Ben at October 1, 2014 9:01 AM
1. If marriage is a religious institution then the state should stop issuing licences. Similarly churches should not be issuing state licences.
2. Family court deals with a lot of families that were never married Crid.
Ben at October 1, 2014 9:05 AM
> Family court deals with a lot
> of families that were
> never married
And yet the never-married want those same protections (or intrusions) applied.
Crid [CridComment at Gmail] at October 1, 2014 9:58 AM
"One of the ironies on display will be that of liberal feminists hoping to prevent harem-formation by pounding their fists and asserting the cultural superiority of the Western way of life they have spent 30 years denouncing as a femicidal conspiracy. "
The problem with Cosh's statement here is that once the feminists have mulled it over, I think they're going to be quite happy about the idea of polygamous marriage. Why? Because it gives more women access to powerful and high-status men. One thing the sordid Clinton business made quite clear is that feminism is eager to marry into power, so to speak, and polygamous marriage will be retconned as a literal implementation of that. It also has the advantage of accomplishing another feminist goal, which is the emasculation of low-status men by denying them mating opportunities.
Cousin Dave at October 1, 2014 1:33 PM
> it gives more women access to powerful
> and high-status men.
Naw. I don't think any of them could actually form the words to encourage women to take positions of achievement through marriage, as Hillary and Pelosi did.
They want to believe that women will achieve authority for their own work, Palin-style.
Except... Y'know.
Crid [CridComment at Gmail] at October 1, 2014 1:59 PM
What protections are the never-married wanting Crid? There is no question they have no right to specific property. And Child support is quite separate from marriage.
Ben at October 1, 2014 2:03 PM
Right, so the magnificence of your libertarian intention isn't clear.

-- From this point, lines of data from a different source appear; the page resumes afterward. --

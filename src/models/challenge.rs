use chrono::{DateTime, Utc};
use serde::{Deserialize, Serialize};
use uuid::Uuid;

/// Urgency assigned to an extracted challenge by the extraction oracle.
#[derive(Debug, Clone, Copy, PartialEq, Eq, Serialize, Deserialize)]
#[serde(rename_all = "lowercase")]
pub enum Urgency {
    High,
    Medium,
    Low,
}

impl Default for Urgency {
    fn default() -> Self {
        Urgency::Medium
    }
}

/// Structured analysis of a single extracted challenge.
#[derive(Debug, Clone, Serialize, Deserialize)]
#[serde(rename_all = "camelCase")]
pub struct ChallengeAnalysis {
    #[serde(default)]
    pub categories: Vec<String>,
    #[serde(default)]
    pub urgency: Urgency,
    #[serde(default)]
    pub keywords: Vec<String>,
}

/// Outcome of parsing the extraction oracle's structured output.
///
/// Decided once at the parse boundary: either the oracle returned valid
/// structured output, or the record carries an explicit degraded marker with
/// the raw generated text. Downstream code matches on this tag and never
/// re-inspects the raw response.
#[derive(Debug, Clone, Serialize, Deserialize)]
#[serde(tag = "status", rename_all = "camelCase")]
pub enum AnalysisOutcome {
    #[serde(rename_all = "camelCase")]
    Structured { items: Vec<ChallengeAnalysis> },
    #[serde(rename_all = "camelCase")]
    Degraded { raw: String },
}

impl AnalysisOutcome {
    pub fn is_degraded(&self) -> bool {
        matches!(self, AnalysisOutcome::Degraded { .. })
    }

    /// Structured analyses, empty when degraded.
    pub fn items(&self) -> &[ChallengeAnalysis] {
        match self {
            AnalysisOutcome::Structured { items } => items,
            AnalysisOutcome::Degraded { .. } => &[],
        }
    }
}

/// One extraction call's result: the company's challenges plus best-effort
/// structured analysis.
///
/// Invariant: `extracted_challenges` always holds at least one non-empty
/// entry, even when the oracle's output could not be parsed.
#[derive(Debug, Clone, Serialize, Deserialize)]
#[serde(rename_all = "camelCase")]
pub struct ChallengeRecord {
    pub id: Uuid,
    pub company_name: String,
    pub source_url: String,
    pub extracted_challenges: Vec<String>,
    pub analysis: AnalysisOutcome,
    pub created_at: DateTime<Utc>,
}

impl ChallengeRecord {
    /// All challenge texts joined for use as a retrieval query or prompt input.
    pub fn joined_challenges(&self) -> String {
        self.extracted_challenges.join("; ")
    }
}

Crid at October 1, 2014 2:54 PM
I just asked a simple question Crid. You say '... the never-married want those same protections (or intrusions) ...'. I just asked for clarification. What are those 'protections (or intrusions)'. I didn't ask you to clarify the magnificence of my libertarian intentions, whatever that means.
Ben at October 1, 2014 3:51 PM
I think the fallacy in Prof. Reynolds' suggestion is the notion that there is a class of lawyers willing to work for the federal government who are notable for their professionalism and a vibrant an motivating sense of what the purpose of prosecutions might be and the role of the courts in a democratic system. Big yuks.
Art Deco at October 2, 2014 6:32 AM
I think the fallacy in Prof. Reynolds' suggestion is the notion that there is a class of lawyers willing to work for the federal government who are notable for their professionalism and a vibrant an motivating sense of what the purpose of prosecutions might be and the role of the courts in a democratic system. Big yuks.
Posted by: Art Deco at October 2, 2014 6:32 AM
When I was in law school many years ago, there was essentially a communist lawyer organization that was very big in school called the Lawyer's Guild.
These people are still out there but they are disguising themselves better.
http://www.nlg.org/our-history
Bet you ten bucks almost every Obama Administration flunkie with a law degree was in it.
I see they are calling themselves Progressives now....what a shock.
Isab at October 2, 2014 8:21 AM
"Naw. I don't think any of them could actually form the words to encourage women to take positions of achievement through marriage, as Hillary and Pelosi did."
Yep, and John Kerry too... oh, wait... Seriously, you're right, but I don't know if they actually need to say the words -- it's a deep-seated mating instinct and all they need to do is hint at it. They may themselves not even understand that that's what they are doing, but they are.